Given the growing settler movement which openly and blatantly disregards even of Israeli law to seize Palestinian land without compensation, the unstoppable strength of the Israeli right, the military protection and encouragement of outrages against Palestinians by settlers, including murder, what is the Palestinian to reasonably conclude? The only rational conclusion is that they are faced with a mortal threat not simply to their existence as a people, but to their own lives and those of their families. They have watched their land stolen outright, their orchards ruined, their wives and children murdered decade after decade by fanatics protected by the Israeli military, so what else can they believe?
They must conclude that Israel is an unjust aggressor who means to destroy them, whether quickly with F-16s or slowly through food and medicine blockades. Therefore by any reasonable moral standard they have the right to self-defense. Israel as the unjust aggressor does not share this right. Israel’s only moral option in this situation is to cease its unjust attacks on those whose rights they have violated. Until it does, it does not have the right to harm a hair on a Palestinian head, whether or not that Palestinian is firing rockets. There is no moral equivalence.

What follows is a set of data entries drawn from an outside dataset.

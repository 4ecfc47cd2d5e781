// Incremental recipe search: text matching, facet extraction, and session state

pub mod engine;
pub mod extract;
pub mod facet;
pub mod matcher;
pub mod session;

// Re-exports
pub use engine::SearchEngine;
pub use extract::extract_facet;
pub use facet::{Facet, Tag};
pub use matcher::{matches_query, matches_tag};
pub use session::{ActiveTags, FacetOptions, SessionState};
use thiserror::Error;

#[derive(Error, Debug)]
pub enum Error {
    #[error("Failed to fetch dataset: {0}")]
    Fetch(String),

    #[error("Failed to parse dataset: {0}")]
    Parse(String),

    #[error("Validation error: {0}")]
    Validation(String),

    #[error("Cache error: {0}")]
    Cache(String),

    #[error("HTTP client error: {0}")]
    Http(#[from] reqwest::Error),

    #[error("Invalid URL: {0}")]
    InvalidUrl(#[from] url::ParseError),

    #[error("IO error: {0}")]
    Io(#[from] std::io::Error),

    #[error("Configuration error: {0}")]
    Config(String),
}

pub type Result<T> = std::result::Result<T, Error>;

impl Error {
    /// Get a sanitized error message safe for logging
    /// Filters out raw payload fragments and request details
    pub fn log_safe(&self) -> String {
        match self {
            // Fetch failures may carry URLs with credentials in them
            Error::Fetch(_) => "Dataset fetch failed".to_string(),
            Error::Http(_) => "HTTP client setup failed".to_string(),

            // serde messages quote pieces of the payload
            Error::Parse(_) => "Dataset payload could not be decoded".to_string(),

            Error::Validation(msg) => format!("Validation error: {msg}"),
            Error::Cache(msg) => format!("Cache error: {msg}"),
            Error::InvalidUrl(_) => "Invalid URL provided".to_string(),
            Error::Io(_) => "File system operation failed".to_string(),
            Error::Config(msg) => format!("Configuration error: {msg}"),
        }
    }

    /// Whether the caller can re-prompt and carry on with the same session
    pub fn is_recoverable(&self) -> bool {
        matches!(self, Error::Validation(_))
    }
}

Their situation is well-characterized by Michael Neumann in his recent article "Hamas and Gaza": "But suppose a bunch of thugs install themselves, with their families, all around your farm. They have taken most of your land and resources; they’re out for more. If this keeps up, you will starve, perhaps die. They are armed to the teeth and abundantly willing to use those arms. The only way you can defend yourself is to make them pay as heavy a price as possible for their siege and their constant encroachment on your living space. You’re critically low on food and medical supplies, and the thugs cut off those supplies whenever they please. What’s more, the only weapons available to you are indiscriminate, and will harm their families as well as the thugs themselves. You can use those weapons, even knowing they will kill innocents. You don’t have to let the thugs destroy you, thereby sacrificing your innocents (including yourself) to spare theirs. Since innocents are under mortal threat in either case, you needn’t prefer the attackers’ to your own." "Hamas and Gaza", Jan. 13, 2009.
Precisely the language of the Catechism: "Love toward oneself remains a fundamental principle of morality. Therefore it is legitimate to insist on respect for one’s own right to life. Someone who defends his life is not guilty of murder even if he is forced to deal his aggressor a lethal blow." Catechism 2264.
Just as Jesus was dehumanized by the Roman authorities in Palestine, so today no one in power dares give the Palestinian a human face by attempting to see the situation from their viewpoint. They have no power, therefore their viewpoint and their humanity are worthless. This is the necessary conclusion if we deny them the right to defend themselves. As a Christian, I can’t advise Palestinians to lay down their arms and submit to their own annihilation.